* _Data supplied_:
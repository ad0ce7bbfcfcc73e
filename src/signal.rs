use serde::{Deserialize, Serialize};
use serde_json::Value;

use crate::room::ConnId;

// Frames are `{"event": ..., "data": {...}}`, one named event per websocket text frame.

/// Frames sent by browsers.
#[derive(Debug, Clone, PartialEq, Serialize, Deserialize)]
#[serde(tag = "event", content = "data")]
pub enum ClientMessage {
    /// Enter a room. Missing fields read as empty and are rejected by the hub.
    #[serde(rename = "userconnect")]
    Join {
        #[serde(default, rename = "displayName")]
        display_name: String,
        #[serde(default, rename = "roomID")]
        room_id: String,
    },
    /// Offer, answer or candidate for another connection. `message` is never inspected.
    #[serde(rename = "SDP_Process")]
    Signal {
        #[serde(default)]
        message: Value,
        #[serde(rename = "to_connId")]
        to_conn_id: ConnId,
    },
}

/// Peer announcement sent during the join sequence.
#[derive(Debug, Clone, PartialEq, Eq, Serialize, Deserialize)]
pub struct MemberNotice {
    pub other_user_id: String,
    pub conn_id: ConnId,
}

/// Frames sent by the server.
#[derive(Debug, Clone, PartialEq, Serialize, Deserialize)]
#[serde(tag = "event", content = "data")]
pub enum ServerMessage {
    /// First frame on every socket: the id peers use to address this connection.
    #[serde(rename = "connected")]
    Connected { conn_id: ConnId },
    /// To a joiner, once per member already in the room. The joiner opens the
    /// peer link and sends the offer.
    #[serde(rename = "newuser_joined")]
    ExistingMember(MemberNotice),
    /// To each member already in the room, once per later joiner. The member
    /// waits for the joiner's offer.
    #[serde(rename = "member_joined")]
    NewMember(MemberNotice),
    #[serde(rename = "SDP_Process")]
    Signal {
        message: Value,
        #[serde(rename = "from_connId")]
        from_conn_id: ConnId,
    },
}
use serde_json::Value;
use tokio::sync::{mpsc, oneshot};

use crate::hub::{Hub, JoinError, Outbox};
use crate::room::{ConnId, Participant};

/// Events sent to the hub task.
#[derive(Debug)]
pub enum HubCommand {
    /// A websocket was accepted.
    Attach { conn_id: ConnId, outbox: Outbox },
    Join {
        conn_id: ConnId,
        display_name: String,
        room_id: String,
        reply: oneshot::Sender<Result<usize, JoinError>>,
    },
    Relay {
        from: ConnId,
        to: ConnId,
        message: Value,
    },
    /// The websocket closed or errored.
    Detach { conn_id: ConnId },
    MembersOf {
        room_id: String,
        reply: oneshot::Sender<Vec<Participant>>,
    },
}

/// Cloneable front door to the hub task.
#[derive(Debug, Clone)]
pub struct HubHandle {
    tx: mpsc::UnboundedSender<HubCommand>,
}

/// Start the task that owns the [`Hub`]. It runs until every handle is dropped.
pub fn spawn_hub() -> HubHandle {
    let (tx, rx) = mpsc::unbounded_channel();
    tokio::spawn(run_hub(Hub::new(), rx));
    HubHandle { tx }
}

async fn run_hub(mut hub: Hub, mut rx: mpsc::UnboundedReceiver<HubCommand>) {
    tracing::debug!("hub task started");

    while let Some(cmd) = rx.recv().await {
        match cmd {
            HubCommand::Attach { conn_id, outbox } => hub.attach(&conn_id, outbox),
            HubCommand::Join {
                conn_id,
                display_name,
                room_id,
                reply,
            } => {
                let _ = reply.send(hub.join(&conn_id, &display_name, &room_id));
            }
            HubCommand::Relay { from, to, message } => {
                hub.relay(&from, &to, message);
            }
            HubCommand::Detach { conn_id } => {
                hub.disconnect(&conn_id);
            }
            HubCommand::MembersOf { room_id, reply } => {
                let _ = reply.send(hub.registry().members_of(&room_id));
            }
        }
    }

    tracing::debug!("hub task stopped");
}

impl HubHandle {
    pub fn attach(&self, conn_id: &str, outbox: Outbox) {
        self.command(HubCommand::Attach {
            conn_id: conn_id.to_string(),
            outbox,
        });
    }

    /// Join a room; resolves once the hub has sent every notice for this join.
    pub async fn join(
        &self,
        conn_id: &str,
        display_name: &str,
        room_id: &str,
    ) -> Result<usize, JoinError> {
        let (reply, rx) = oneshot::channel();
        self.command(HubCommand::Join {
            conn_id: conn_id.to_string(),
            display_name: display_name.to_string(),
            room_id: room_id.to_string(),
            reply,
        });
        rx.await.unwrap_or_else(|_| {
            tracing::error!(conn_id = %conn_id, "hub task is gone, join not processed");
            Err(JoinError::HubUnavailable)
        })
    }

    pub fn relay(&self, from: &str, to: &str, message: Value) {
        self.command(HubCommand::Relay {
            from: from.to_string(),
            to: to.to_string(),
            message,
        });
    }

    pub fn detach(&self, conn_id: &str) {
        self.command(HubCommand::Detach {
            conn_id: conn_id.to_string(),
        });
    }

    pub async fn members_of(&self, room_id: &str) -> Vec<Participant> {
        let (reply, rx) = oneshot::channel();
        self.command(HubCommand::MembersOf {
            room_id: room_id.to_string(),
            reply,
        });
        rx.await.unwrap_or_default()
    }

    fn command(&self, cmd: HubCommand) {
        if self.tx.send(cmd).is_err() {
            tracing::warn!("hub task is gone, dropping command");
        }
    }
}
use axum::{
    extract::{
        ws::{Message, WebSocket, WebSocketUpgrade},
        State,
    },
    response::IntoResponse,
};
use futures_util::{SinkExt, StreamExt};
use tokio::sync::mpsc;
use uuid::Uuid;

use crate::actor::HubHandle;
use crate::app_state::AppState;
use crate::signal::{ClientMessage, ServerMessage};

/// GET /ws
pub async fn ws_handler(ws: WebSocketUpgrade, State(state): State<AppState>) -> impl IntoResponse {
    ws.on_upgrade(move |socket| handle_socket(socket, state))
}

async fn handle_socket(socket: WebSocket, state: AppState) {
    let conn_id = Uuid::new_v4().to_string();
    tracing::info!(conn_id = %conn_id, "client connected");

    let (mut sender, mut receiver) = socket.split();
    let (tx, mut rx) = mpsc::unbounded_channel::<ServerMessage>();

    let _ = tx.send(ServerMessage::Connected {
        conn_id: conn_id.clone(),
    });
    state.hub.attach(&conn_id, tx);

    // Drain the outbox into the socket.
    let mut send_task = tokio::spawn(async move {
        while let Some(msg) = rx.recv().await {
            let text = match serde_json::to_string(&msg) {
                Ok(text) => text,
                Err(err) => {
                    tracing::error!(error = %err, "failed to encode server frame");
                    continue;
                }
            };
            if sender.send(Message::Text(text)).await.is_err() {
                break;
            }
        }
    });

    let hub = state.hub.clone();
    let reader_conn_id = conn_id.clone();
    let mut recv_task = tokio::spawn(async move {
        while let Some(frame) = receiver.next().await {
            match frame {
                Ok(Message::Text(text)) => handle_text(&hub, &reader_conn_id, &text).await,
                Ok(Message::Close(_)) => break,
                Ok(_) => {}
                Err(err) => {
                    tracing::debug!(conn_id = %reader_conn_id, error = %err, "websocket receive error");
                    break;
                }
            }
        }
    });

    tokio::select! {
        _ = &mut send_task => recv_task.abort(),
        _ = &mut recv_task => send_task.abort(),
    }

    state.hub.detach(&conn_id);
    tracing::info!(conn_id = %conn_id, "client disconnected");
}

async fn handle_text(hub: &HubHandle, conn_id: &str, text: &str) {
    let msg = match serde_json::from_str::<ClientMessage>(text) {
        Ok(msg) => msg,
        Err(err) => {
            tracing::warn!(conn_id = %conn_id, error = %err, "ignoring malformed frame");
            return;
        }
    };

    match msg {
        ClientMessage::Join {
            display_name,
            room_id,
        } => {
            if let Err(err) = hub.join(conn_id, &display_name, &room_id).await {
                tracing::warn!(
                    conn_id = %conn_id,
                    room_id = %room_id,
                    error = %err,
                    "join rejected"
                );
            }
        }
        ClientMessage::Signal {
            message,
            to_conn_id,
        } => hub.relay(conn_id, &to_conn_id, message),
    }
}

* _Activity_: Please copy out each line of the data in which the word "already" occurs.

* _Response to the exercise_:
    /// To a joiner, once per member already in the room. The joiner opens the
    /// To each member already in the room, once per later joiner. The member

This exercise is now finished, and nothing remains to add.